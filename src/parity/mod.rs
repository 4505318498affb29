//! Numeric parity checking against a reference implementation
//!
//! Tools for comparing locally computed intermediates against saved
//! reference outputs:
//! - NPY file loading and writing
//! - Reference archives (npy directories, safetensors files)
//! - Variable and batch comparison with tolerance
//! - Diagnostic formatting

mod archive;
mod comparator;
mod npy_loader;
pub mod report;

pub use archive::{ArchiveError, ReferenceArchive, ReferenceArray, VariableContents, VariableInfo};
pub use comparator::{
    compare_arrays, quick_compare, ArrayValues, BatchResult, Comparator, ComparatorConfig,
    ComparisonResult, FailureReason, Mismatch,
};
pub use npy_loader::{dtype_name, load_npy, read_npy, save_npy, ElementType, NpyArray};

...

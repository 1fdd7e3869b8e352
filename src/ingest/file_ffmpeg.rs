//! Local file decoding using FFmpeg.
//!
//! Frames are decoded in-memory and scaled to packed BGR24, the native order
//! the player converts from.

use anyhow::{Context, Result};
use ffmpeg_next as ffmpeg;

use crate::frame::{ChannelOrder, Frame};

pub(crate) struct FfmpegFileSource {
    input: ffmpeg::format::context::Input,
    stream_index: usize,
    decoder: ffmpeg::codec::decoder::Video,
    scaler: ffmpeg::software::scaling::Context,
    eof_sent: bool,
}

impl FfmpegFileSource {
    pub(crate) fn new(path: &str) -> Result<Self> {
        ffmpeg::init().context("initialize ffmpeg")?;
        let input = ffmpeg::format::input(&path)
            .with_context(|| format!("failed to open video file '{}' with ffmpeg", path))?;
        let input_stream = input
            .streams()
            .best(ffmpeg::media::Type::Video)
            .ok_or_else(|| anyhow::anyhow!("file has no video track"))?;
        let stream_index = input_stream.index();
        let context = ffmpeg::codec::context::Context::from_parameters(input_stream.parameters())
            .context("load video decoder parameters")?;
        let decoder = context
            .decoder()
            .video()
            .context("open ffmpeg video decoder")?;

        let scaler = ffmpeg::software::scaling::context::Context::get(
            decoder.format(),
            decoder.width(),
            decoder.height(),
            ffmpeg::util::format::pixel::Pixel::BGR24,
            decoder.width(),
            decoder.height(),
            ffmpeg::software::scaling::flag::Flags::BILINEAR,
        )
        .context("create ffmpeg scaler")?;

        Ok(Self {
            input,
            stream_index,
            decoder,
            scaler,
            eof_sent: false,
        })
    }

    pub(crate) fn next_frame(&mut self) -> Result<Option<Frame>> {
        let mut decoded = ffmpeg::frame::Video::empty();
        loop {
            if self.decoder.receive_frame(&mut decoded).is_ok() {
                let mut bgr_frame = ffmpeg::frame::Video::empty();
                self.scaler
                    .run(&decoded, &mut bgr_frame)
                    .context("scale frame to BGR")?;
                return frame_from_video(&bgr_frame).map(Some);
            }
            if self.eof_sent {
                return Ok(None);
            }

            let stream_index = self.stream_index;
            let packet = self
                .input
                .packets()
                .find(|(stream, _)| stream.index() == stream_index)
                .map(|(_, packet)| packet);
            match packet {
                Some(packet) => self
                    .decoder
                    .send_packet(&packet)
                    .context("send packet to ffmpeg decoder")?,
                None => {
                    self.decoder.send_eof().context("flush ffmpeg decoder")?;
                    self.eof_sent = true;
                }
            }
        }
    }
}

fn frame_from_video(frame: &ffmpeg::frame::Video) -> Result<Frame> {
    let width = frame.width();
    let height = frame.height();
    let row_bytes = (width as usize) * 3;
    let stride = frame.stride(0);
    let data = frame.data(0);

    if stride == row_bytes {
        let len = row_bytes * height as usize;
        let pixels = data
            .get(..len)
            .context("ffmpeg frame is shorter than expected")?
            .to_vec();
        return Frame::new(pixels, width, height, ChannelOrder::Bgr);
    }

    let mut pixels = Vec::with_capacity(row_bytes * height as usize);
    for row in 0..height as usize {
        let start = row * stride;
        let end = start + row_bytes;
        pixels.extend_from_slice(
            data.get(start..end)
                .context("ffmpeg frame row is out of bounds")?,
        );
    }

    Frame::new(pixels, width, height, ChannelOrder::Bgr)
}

## Activity
Copy every line of the records above that contains "scaling".

## Reply to the task
    scaler: ffmpeg::software::scaling::Context,
        let scaler = ffmpeg::software::scaling::context::Context::get(
            ffmpeg::software::scaling::flag::Flags::BILINEAR,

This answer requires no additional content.